*Task details*: Every line in the data below from the one containing "filename modbus-meters/src/link.rs" down to the one containing "use tokio_modbus::slave::Slave;", both included, must be retyped exactly; no other line is to appear.

Stored data

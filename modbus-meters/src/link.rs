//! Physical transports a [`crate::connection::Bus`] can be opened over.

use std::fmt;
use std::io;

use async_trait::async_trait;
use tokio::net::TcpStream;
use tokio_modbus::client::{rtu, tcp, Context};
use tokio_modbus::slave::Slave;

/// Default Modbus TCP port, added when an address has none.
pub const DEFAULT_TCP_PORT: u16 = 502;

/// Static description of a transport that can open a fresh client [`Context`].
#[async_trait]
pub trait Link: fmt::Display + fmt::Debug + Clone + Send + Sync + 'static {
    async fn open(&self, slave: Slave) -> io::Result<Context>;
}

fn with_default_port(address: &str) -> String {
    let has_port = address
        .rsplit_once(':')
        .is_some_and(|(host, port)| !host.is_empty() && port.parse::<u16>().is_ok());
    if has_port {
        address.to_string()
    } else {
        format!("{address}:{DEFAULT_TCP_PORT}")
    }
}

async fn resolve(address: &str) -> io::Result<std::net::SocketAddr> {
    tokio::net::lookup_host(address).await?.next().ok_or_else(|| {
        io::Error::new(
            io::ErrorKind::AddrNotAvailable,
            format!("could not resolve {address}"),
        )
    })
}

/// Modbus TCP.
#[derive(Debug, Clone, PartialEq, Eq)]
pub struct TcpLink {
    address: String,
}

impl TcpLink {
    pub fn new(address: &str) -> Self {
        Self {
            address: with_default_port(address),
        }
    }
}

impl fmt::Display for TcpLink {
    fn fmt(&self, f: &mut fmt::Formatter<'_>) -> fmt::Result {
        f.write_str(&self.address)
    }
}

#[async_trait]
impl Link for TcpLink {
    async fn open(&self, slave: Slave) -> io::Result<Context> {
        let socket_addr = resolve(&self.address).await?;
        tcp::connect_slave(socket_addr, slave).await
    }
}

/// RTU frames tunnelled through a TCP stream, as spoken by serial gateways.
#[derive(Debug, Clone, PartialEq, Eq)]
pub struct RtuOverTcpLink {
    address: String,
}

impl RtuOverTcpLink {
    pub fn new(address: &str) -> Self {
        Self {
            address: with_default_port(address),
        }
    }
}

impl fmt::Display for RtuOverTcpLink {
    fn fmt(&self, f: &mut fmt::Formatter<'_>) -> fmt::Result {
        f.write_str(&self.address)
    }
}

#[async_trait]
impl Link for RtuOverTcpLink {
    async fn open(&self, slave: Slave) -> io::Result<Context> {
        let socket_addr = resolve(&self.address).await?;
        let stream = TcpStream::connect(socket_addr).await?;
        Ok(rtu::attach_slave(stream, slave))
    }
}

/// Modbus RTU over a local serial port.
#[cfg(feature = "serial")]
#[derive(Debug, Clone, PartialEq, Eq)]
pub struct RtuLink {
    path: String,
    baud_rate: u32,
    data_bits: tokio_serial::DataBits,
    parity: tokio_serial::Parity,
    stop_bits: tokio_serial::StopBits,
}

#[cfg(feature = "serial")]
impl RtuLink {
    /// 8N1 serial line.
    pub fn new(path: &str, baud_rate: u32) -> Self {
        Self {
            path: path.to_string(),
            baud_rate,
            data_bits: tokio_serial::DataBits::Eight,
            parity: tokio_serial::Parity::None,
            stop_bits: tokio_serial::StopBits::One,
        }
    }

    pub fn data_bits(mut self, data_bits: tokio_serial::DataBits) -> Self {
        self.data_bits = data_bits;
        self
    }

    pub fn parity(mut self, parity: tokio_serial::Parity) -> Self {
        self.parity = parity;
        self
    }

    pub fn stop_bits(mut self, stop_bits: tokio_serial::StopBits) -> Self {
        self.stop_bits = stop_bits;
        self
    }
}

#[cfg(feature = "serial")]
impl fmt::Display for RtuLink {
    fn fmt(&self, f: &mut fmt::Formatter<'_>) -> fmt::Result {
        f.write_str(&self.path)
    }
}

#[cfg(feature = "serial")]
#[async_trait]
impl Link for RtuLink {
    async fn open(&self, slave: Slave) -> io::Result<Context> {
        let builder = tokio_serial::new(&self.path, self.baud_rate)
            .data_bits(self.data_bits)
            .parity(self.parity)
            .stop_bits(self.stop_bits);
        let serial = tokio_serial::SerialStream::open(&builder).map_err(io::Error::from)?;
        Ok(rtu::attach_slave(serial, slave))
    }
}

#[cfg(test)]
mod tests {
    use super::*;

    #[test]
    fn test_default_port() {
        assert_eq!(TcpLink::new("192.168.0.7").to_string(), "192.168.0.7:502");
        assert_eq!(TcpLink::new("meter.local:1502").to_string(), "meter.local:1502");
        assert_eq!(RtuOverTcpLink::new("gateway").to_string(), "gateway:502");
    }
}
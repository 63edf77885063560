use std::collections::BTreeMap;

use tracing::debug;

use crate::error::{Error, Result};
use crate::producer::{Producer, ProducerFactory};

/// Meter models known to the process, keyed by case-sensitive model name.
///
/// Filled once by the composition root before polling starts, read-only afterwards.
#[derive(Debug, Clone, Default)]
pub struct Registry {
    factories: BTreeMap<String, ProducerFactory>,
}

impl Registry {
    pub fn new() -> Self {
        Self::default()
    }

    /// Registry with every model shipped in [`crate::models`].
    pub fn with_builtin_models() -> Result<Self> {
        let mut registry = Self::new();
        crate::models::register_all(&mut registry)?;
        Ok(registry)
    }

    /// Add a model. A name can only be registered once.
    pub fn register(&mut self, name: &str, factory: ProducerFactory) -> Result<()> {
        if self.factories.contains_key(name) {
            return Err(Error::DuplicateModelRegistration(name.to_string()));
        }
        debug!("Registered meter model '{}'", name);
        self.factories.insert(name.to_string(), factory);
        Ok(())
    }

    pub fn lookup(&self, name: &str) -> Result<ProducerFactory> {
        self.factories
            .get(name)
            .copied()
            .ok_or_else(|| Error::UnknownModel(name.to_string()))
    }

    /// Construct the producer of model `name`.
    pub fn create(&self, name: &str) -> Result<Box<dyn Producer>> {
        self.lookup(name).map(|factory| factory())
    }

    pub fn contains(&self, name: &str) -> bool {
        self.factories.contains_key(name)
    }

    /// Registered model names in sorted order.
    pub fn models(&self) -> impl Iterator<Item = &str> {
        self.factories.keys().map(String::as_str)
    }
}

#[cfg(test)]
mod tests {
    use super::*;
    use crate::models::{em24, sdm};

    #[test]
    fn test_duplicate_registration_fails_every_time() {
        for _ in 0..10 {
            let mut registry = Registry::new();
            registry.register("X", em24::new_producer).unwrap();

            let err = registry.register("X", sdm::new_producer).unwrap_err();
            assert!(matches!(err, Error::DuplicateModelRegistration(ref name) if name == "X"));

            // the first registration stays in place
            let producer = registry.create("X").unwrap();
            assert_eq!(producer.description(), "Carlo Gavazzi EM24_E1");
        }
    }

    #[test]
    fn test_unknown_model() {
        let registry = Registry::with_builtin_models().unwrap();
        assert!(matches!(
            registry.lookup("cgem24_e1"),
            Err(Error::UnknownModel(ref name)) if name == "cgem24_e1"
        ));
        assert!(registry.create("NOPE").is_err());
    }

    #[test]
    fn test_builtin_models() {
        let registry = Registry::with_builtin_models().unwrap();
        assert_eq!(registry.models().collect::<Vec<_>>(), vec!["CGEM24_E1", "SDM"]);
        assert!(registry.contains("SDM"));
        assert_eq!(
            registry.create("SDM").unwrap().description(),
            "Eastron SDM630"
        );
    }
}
...
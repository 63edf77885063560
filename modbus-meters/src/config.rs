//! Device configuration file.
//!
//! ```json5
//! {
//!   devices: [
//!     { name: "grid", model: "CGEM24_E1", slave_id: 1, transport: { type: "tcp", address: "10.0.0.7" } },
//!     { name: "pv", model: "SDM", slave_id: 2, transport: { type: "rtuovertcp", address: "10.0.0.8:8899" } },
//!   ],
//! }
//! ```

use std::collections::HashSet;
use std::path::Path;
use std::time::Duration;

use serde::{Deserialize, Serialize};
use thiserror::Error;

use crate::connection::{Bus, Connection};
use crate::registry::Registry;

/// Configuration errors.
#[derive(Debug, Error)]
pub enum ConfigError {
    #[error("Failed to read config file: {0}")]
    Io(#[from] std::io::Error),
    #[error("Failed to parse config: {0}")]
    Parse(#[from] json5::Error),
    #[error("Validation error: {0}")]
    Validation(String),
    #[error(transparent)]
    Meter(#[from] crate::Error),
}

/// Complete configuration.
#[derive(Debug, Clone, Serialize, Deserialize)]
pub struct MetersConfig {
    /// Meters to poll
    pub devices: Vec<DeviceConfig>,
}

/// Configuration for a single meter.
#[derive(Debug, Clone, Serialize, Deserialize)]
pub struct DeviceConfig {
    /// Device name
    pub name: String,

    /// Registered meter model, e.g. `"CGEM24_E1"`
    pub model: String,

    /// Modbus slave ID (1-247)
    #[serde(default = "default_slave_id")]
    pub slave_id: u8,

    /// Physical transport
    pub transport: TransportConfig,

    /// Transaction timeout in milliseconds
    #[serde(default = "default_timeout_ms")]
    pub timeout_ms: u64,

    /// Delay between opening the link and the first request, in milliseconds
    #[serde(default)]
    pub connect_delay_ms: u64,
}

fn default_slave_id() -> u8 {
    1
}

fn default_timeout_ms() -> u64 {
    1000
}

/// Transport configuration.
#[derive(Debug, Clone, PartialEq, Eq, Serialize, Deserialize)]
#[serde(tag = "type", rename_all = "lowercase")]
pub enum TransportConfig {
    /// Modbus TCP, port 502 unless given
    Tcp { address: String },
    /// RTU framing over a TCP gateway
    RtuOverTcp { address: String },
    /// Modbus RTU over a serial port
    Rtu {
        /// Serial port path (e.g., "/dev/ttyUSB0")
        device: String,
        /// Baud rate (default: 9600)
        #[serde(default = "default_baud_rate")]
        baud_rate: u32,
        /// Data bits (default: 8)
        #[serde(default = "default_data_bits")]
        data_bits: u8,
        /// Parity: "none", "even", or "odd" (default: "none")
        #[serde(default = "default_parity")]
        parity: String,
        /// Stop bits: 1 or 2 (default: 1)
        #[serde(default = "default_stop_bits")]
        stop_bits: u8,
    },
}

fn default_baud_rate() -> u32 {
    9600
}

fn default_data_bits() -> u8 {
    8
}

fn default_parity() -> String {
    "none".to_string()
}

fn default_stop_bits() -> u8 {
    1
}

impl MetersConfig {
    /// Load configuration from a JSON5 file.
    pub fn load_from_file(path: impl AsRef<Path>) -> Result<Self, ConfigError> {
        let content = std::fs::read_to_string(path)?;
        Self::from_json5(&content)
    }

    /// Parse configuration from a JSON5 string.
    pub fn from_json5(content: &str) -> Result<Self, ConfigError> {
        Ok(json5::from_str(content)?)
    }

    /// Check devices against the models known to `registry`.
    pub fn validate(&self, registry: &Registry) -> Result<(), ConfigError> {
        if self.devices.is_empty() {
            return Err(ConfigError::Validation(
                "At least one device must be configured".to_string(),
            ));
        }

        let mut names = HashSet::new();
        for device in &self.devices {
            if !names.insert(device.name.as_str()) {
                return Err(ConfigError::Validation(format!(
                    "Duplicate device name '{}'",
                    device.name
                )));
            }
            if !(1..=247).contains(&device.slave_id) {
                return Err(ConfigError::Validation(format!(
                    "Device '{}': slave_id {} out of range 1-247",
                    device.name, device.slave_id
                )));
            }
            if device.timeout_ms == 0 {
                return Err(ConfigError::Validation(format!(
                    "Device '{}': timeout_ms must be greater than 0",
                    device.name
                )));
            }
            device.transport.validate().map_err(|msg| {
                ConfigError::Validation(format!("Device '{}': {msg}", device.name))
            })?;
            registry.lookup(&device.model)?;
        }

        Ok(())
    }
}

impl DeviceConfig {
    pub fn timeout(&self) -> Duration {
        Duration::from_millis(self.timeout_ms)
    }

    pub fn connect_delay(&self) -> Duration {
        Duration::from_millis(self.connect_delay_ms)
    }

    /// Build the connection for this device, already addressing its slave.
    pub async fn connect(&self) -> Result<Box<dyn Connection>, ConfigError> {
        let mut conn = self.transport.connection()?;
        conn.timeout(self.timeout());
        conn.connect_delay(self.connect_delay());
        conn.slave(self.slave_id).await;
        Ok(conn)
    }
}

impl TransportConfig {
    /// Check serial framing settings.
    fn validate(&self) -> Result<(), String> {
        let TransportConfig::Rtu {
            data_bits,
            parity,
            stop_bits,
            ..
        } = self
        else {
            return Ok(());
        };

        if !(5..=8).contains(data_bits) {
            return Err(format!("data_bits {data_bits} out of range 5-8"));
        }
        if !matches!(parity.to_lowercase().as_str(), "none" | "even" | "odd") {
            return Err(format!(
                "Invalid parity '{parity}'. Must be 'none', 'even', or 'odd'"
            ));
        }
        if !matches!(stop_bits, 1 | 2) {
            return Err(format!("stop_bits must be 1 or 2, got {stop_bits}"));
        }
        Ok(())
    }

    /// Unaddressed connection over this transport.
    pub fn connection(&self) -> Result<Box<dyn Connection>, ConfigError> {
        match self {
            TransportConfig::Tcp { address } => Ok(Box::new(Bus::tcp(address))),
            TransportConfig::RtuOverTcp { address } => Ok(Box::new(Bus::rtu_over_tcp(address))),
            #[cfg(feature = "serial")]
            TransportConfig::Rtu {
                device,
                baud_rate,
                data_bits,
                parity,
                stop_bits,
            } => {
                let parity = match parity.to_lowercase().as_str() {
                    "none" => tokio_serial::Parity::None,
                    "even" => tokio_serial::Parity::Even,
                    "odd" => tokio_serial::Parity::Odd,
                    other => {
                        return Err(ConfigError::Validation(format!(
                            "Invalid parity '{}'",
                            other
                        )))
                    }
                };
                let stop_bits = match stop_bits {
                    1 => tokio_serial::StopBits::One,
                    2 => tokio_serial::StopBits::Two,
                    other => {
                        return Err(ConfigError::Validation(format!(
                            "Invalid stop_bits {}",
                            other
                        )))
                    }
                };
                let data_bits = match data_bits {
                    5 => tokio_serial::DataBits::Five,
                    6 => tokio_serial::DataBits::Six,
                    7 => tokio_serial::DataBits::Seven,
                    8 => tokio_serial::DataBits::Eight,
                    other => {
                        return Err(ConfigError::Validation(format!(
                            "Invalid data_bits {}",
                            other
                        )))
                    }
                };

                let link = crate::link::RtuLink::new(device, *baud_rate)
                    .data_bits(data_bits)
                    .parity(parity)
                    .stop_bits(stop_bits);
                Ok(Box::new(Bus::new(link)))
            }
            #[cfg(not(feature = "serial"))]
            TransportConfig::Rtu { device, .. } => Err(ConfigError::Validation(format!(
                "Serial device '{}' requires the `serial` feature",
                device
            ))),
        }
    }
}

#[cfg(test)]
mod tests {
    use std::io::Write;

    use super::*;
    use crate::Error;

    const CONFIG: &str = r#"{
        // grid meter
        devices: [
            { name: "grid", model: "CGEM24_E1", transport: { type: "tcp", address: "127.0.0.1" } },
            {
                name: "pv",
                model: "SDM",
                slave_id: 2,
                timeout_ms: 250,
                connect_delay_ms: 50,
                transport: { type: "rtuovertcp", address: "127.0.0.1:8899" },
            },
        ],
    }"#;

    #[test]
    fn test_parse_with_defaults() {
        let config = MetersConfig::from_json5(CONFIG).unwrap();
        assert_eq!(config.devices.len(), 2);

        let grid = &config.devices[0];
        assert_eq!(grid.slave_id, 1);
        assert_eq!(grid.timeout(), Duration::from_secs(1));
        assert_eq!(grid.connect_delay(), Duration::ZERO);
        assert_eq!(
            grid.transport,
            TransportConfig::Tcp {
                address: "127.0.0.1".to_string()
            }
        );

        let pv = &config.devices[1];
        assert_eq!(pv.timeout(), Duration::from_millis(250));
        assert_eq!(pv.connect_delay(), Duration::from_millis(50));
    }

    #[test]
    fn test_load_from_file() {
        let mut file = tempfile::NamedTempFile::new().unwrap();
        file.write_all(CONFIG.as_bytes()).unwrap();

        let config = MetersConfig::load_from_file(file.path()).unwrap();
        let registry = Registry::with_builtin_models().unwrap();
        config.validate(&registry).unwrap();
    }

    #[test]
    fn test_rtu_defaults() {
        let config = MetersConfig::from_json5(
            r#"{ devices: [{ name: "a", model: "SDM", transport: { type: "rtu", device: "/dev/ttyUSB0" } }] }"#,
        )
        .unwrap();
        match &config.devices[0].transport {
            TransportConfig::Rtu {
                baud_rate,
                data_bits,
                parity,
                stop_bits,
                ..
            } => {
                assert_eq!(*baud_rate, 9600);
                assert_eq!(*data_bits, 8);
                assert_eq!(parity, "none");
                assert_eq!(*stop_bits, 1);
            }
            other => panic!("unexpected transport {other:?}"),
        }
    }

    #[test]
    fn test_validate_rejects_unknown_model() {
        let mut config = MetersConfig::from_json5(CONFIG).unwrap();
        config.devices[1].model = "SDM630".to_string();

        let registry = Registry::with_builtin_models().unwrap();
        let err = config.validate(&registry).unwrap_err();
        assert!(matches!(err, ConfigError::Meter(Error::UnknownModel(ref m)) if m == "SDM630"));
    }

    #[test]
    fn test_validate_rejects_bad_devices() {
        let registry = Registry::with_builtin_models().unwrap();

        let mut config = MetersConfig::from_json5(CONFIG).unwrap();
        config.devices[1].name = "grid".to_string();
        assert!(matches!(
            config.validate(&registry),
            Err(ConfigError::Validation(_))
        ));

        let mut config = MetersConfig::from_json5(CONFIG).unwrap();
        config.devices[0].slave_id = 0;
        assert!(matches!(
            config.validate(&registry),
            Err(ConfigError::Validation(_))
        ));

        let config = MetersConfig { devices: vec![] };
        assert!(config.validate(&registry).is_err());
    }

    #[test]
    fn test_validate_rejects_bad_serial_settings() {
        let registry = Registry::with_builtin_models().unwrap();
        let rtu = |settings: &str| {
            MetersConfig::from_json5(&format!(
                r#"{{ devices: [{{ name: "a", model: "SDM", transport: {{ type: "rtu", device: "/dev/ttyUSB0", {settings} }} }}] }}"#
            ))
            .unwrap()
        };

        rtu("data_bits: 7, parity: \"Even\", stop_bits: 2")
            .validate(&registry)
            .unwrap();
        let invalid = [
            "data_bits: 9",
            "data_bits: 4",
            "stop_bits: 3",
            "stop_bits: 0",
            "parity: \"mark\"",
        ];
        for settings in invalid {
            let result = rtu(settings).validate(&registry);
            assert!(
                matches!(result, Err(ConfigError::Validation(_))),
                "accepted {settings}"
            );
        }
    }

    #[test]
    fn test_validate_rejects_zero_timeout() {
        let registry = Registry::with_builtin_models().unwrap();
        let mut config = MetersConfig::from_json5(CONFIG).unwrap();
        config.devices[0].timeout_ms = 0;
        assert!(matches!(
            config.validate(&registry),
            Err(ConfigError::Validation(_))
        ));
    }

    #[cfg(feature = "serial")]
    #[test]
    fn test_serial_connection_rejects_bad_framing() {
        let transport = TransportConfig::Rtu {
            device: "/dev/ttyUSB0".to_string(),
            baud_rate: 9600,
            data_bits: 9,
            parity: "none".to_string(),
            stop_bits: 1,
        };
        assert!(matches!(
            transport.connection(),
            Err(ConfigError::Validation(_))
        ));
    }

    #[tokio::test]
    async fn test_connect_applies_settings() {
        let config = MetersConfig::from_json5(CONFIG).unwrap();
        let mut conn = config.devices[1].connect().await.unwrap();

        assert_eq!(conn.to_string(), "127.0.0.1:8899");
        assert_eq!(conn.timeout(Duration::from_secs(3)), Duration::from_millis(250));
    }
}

*Output for this exercise*:
filename modbus-meters/src/link.rs
//! Physical transports a [`crate::connection::Bus`] can be opened over.

use std::fmt;
use std::io;

use async_trait::async_trait;
use tokio::net::TcpStream;
use tokio_modbus::client::{rtu, tcp, Context};
use tokio_modbus::slave::Slave;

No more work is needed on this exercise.